(Dataset entries)

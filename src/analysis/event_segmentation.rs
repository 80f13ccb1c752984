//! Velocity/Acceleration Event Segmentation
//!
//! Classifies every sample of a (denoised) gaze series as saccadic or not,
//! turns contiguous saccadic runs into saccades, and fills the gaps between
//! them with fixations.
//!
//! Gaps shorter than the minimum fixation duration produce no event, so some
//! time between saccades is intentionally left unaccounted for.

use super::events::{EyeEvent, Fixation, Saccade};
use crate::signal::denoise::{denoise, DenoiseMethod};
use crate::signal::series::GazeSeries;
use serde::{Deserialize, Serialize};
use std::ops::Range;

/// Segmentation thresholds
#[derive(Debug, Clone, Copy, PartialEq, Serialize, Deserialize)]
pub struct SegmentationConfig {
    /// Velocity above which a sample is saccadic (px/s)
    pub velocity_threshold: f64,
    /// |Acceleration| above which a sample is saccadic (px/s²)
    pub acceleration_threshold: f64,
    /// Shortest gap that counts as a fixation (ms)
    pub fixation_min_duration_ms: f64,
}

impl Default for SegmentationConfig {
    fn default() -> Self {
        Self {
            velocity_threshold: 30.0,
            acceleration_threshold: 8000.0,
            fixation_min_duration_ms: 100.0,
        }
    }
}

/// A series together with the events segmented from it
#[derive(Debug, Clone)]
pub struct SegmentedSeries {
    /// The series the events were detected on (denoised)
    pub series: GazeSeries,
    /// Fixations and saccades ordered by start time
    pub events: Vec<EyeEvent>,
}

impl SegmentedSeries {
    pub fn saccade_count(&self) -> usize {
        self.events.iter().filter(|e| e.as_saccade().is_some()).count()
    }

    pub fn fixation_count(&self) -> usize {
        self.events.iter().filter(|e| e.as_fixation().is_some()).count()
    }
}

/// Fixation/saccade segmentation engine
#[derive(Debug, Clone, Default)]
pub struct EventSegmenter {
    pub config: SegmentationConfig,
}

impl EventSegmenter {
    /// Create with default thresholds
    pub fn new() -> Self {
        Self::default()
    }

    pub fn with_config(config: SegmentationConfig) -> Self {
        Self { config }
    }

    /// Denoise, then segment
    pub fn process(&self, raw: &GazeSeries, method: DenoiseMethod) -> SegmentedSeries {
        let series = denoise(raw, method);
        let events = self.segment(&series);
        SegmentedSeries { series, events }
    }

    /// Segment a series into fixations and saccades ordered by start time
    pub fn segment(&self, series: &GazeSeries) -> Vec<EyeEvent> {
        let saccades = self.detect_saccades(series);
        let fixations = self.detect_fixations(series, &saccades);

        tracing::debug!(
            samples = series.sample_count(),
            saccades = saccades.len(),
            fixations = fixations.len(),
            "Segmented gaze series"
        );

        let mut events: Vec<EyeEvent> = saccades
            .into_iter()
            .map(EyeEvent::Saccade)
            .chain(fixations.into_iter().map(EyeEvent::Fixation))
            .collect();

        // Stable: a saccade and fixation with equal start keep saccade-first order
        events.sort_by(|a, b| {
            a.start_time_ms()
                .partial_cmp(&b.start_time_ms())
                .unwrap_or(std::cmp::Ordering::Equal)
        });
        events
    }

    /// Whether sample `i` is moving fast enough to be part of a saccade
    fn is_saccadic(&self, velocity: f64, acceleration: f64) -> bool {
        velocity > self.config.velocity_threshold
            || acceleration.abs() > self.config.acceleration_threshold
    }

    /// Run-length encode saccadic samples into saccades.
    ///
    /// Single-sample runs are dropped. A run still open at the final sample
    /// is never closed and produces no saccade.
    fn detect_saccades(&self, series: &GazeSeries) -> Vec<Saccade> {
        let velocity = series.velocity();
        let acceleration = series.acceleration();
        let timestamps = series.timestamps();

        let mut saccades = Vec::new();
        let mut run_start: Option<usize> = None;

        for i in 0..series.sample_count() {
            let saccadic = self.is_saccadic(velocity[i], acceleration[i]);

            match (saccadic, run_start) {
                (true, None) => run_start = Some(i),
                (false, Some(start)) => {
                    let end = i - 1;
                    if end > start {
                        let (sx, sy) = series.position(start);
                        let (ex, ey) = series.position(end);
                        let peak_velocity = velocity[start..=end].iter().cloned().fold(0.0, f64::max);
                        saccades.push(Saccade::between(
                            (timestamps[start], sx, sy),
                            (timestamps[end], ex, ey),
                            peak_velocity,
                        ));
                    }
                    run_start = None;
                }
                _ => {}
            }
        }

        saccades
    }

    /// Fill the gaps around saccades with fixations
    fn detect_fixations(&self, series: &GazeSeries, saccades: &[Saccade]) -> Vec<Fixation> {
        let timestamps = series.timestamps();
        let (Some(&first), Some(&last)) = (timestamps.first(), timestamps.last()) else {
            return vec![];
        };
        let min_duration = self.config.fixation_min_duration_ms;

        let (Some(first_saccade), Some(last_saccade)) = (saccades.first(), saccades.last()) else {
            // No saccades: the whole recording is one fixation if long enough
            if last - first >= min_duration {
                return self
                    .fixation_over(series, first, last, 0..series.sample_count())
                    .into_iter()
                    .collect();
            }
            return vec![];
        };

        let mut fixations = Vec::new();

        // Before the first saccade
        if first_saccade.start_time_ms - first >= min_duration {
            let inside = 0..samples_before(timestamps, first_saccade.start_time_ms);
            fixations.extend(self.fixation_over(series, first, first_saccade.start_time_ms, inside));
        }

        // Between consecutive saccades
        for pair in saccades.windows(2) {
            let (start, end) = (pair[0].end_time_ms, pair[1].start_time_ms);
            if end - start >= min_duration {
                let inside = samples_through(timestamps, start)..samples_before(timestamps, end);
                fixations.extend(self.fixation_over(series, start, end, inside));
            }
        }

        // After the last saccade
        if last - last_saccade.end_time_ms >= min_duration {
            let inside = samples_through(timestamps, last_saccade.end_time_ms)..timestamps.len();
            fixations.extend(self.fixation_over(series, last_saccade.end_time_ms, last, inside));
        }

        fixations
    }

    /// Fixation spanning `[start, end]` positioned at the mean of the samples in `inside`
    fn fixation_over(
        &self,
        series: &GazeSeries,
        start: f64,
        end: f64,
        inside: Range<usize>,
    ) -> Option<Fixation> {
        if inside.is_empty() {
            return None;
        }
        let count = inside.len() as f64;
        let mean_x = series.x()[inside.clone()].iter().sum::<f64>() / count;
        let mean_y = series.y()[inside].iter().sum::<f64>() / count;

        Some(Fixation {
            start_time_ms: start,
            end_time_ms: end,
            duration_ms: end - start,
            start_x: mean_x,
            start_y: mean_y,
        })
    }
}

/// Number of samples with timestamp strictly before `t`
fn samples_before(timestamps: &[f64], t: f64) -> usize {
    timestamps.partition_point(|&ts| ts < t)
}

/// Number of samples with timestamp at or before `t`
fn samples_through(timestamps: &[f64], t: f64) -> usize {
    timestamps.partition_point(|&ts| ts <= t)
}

Your task ▸
When the line with "if long enough" is reached in the data above, begin copying, and stop after the line with "if first_saccade.start_time_ms - first"; copy each line exactly, both ends included.

Exercise answer ▸
            // No saccades: the whole recording is one fixation if long enough
            if last - first >= min_duration {
                return self
                    .fixation_over(series, first, last, 0..series.sample_count())
                    .into_iter()
                    .collect();
            }
            return vec![];
        };

        let mut fixations = Vec::new();

        // Before the first saccade
        if first_saccade.start_time_ms - first >= min_duration {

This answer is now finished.